Work order -
Every record that follows must be set down word for word.

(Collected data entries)
*** Begin section ***

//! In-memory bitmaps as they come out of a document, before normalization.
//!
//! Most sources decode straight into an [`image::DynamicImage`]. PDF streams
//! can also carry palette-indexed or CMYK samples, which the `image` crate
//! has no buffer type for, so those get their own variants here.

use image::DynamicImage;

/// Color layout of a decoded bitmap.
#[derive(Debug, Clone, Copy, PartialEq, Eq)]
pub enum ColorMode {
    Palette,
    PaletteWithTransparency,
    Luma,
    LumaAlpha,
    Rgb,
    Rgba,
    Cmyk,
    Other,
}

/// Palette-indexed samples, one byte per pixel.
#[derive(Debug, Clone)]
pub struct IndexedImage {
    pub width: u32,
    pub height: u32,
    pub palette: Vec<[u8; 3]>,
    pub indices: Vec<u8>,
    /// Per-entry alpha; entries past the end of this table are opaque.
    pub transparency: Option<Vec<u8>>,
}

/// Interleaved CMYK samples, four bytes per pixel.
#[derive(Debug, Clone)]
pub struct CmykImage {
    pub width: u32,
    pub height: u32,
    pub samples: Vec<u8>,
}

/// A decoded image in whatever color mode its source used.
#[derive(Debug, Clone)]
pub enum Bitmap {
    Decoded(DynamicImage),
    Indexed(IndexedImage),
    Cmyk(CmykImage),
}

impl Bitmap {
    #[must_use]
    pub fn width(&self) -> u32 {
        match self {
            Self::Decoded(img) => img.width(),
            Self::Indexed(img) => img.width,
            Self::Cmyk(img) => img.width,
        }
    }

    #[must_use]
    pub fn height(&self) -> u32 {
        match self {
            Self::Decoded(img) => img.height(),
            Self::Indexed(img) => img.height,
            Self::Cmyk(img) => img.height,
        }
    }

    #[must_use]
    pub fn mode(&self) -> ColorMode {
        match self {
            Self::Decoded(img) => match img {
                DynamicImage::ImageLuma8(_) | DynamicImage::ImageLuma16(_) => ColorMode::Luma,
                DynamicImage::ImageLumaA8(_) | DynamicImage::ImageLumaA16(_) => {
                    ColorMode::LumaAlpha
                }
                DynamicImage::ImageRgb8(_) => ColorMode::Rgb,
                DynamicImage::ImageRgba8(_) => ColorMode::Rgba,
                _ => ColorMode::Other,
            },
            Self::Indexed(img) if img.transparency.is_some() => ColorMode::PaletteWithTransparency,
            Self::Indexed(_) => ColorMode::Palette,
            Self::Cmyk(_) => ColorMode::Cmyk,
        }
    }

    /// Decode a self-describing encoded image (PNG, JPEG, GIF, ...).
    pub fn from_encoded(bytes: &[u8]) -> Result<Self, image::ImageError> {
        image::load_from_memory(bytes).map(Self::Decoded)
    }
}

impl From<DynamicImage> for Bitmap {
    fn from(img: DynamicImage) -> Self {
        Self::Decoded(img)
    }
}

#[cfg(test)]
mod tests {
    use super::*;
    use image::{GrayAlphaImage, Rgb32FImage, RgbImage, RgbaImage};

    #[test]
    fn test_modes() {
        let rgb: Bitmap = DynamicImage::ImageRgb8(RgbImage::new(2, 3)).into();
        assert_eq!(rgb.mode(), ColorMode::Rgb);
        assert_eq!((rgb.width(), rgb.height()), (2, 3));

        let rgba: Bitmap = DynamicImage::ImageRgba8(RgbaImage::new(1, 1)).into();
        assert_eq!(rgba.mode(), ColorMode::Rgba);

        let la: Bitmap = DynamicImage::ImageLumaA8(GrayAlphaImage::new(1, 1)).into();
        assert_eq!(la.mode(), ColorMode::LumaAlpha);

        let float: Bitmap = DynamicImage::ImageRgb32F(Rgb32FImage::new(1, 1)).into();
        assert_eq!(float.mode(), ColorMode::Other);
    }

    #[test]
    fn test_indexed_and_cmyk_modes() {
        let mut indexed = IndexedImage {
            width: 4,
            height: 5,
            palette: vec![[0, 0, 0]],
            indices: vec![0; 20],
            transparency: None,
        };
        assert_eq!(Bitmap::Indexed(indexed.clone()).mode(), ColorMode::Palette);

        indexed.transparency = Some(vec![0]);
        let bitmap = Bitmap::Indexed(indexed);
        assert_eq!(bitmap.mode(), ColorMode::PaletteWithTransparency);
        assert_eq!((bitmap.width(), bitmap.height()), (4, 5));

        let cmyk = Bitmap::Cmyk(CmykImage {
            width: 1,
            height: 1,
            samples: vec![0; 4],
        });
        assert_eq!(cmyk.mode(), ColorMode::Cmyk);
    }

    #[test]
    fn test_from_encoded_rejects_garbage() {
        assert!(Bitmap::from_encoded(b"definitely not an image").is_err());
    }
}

*** End section ***

Written reply -
//! In-memory bitmaps as they come out of a document, before normalization.
//!
//! Most sources decode straight into an [`image::DynamicImage`]. PDF streams
//! can also carry palette-indexed or CMYK samples, which the `image` crate
//! has no buffer type for, so those get their own variants here.

use image::DynamicImage;

/// Color layout of a decoded bitmap.
#[derive(Debug, Clone, Copy, PartialEq, Eq)]
pub enum ColorMode {
    Palette,
    PaletteWithTransparency,
    Luma,
    LumaAlpha,
    Rgb,
    Rgba,
    Cmyk,
    Other,
}

/// Palette-indexed samples, one byte per pixel.
#[derive(Debug, Clone)]
pub struct IndexedImage {
    pub width: u32,
    pub height: u32,
    pub palette: Vec<[u8; 3]>,
    pub indices: Vec<u8>,
    /// Per-entry alpha; entries past the end of this table are opaque.
    pub transparency: Option<Vec<u8>>,
}

/// Interleaved CMYK samples, four bytes per pixel.
#[derive(Debug, Clone)]
pub struct CmykImage {
    pub width: u32,
    pub height: u32,
    pub samples: Vec<u8>,
}

/// A decoded image in whatever color mode its source used.
#[derive(Debug, Clone)]
pub enum Bitmap {
    Decoded(DynamicImage),
    Indexed(IndexedImage),
    Cmyk(CmykImage),
}

impl Bitmap {
    #[must_use]
    pub fn width(&self) -> u32 {
        match self {
            Self::Decoded(img) => img.width(),
            Self::Indexed(img) => img.width,
            Self::Cmyk(img) => img.width,
        }
    }

    #[must_use]
    pub fn height(&self) -> u32 {
        match self {
            Self::Decoded(img) => img.height(),
            Self::Indexed(img) => img.height,
            Self::Cmyk(img) => img.height,
        }
    }

    #[must_use]
    pub fn mode(&self) -> ColorMode {
        match self {
            Self::Decoded(img) => match img {
                DynamicImage::ImageLuma8(_) | DynamicImage::ImageLuma16(_) => ColorMode::Luma,
                DynamicImage::ImageLumaA8(_) | DynamicImage::ImageLumaA16(_) => {
                    ColorMode::LumaAlpha
                }
                DynamicImage::ImageRgb8(_) => ColorMode::Rgb,
                DynamicImage::ImageRgba8(_) => ColorMode::Rgba,
                _ => ColorMode::Other,
            },
            Self::Indexed(img) if img.transparency.is_some() => ColorMode::PaletteWithTransparency,
            Self::Indexed(_) => ColorMode::Palette,
            Self::Cmyk(_) => ColorMode::Cmyk,
        }
    }

    /// Decode a self-describing encoded image (PNG, JPEG, GIF, ...).
    pub fn from_encoded(bytes: &[u8]) -> Result<Self, image::ImageError> {
        image::load_from_memory(bytes).map(Self::Decoded)
    }
}

impl From<DynamicImage> for Bitmap {
    fn from(img: DynamicImage) -> Self {
        Self::Decoded(img)
    }
}

#[cfg(test)]
mod tests {
    use super::*;
    use image::{GrayAlphaImage, Rgb32FImage, RgbImage, RgbaImage};

    #[test]
    fn test_modes() {
        let rgb: Bitmap = DynamicImage::ImageRgb8(RgbImage::new(2, 3)).into();
        assert_eq!(rgb.mode(), ColorMode::Rgb);
        assert_eq!((rgb.width(), rgb.height()), (2, 3));

        let rgba: Bitmap = DynamicImage::ImageRgba8(RgbaImage::new(1, 1)).into();
        assert_eq!(rgba.mode(), ColorMode::Rgba);

        let la: Bitmap = DynamicImage::ImageLumaA8(GrayAlphaImage::new(1, 1)).into();
        assert_eq!(la.mode(), ColorMode::LumaAlpha);

        let float: Bitmap = DynamicImage::ImageRgb32F(Rgb32FImage::new(1, 1)).into();
        assert_eq!(float.mode(), ColorMode::Other);
    }

    #[test]
    fn test_indexed_and_cmyk_modes() {
        let mut indexed = IndexedImage {
            width: 4,
            height: 5,
            palette: vec![[0, 0, 0]],
            indices: vec![0; 20],
            transparency: None,
        };
        assert_eq!(Bitmap::Indexed(indexed.clone()).mode(), ColorMode::Palette);

        indexed.transparency = Some(vec![0]);
        let bitmap = Bitmap::Indexed(indexed);
        assert_eq!(bitmap.mode(), ColorMode::PaletteWithTransparency);
        assert_eq!((bitmap.width(), bitmap.height()), (4, 5));

        let cmyk = Bitmap::Cmyk(CmykImage {
            width: 1,
            height: 1,
            samples: vec![0; 4],
        });
        assert_eq!(cmyk.mode(), ColorMode::Cmyk);
    }

    #[test]
    fn test_from_encoded_rejects_garbage() {
        assert!(Bitmap::from_encoded(b"definitely not an image").is_err());
    }
}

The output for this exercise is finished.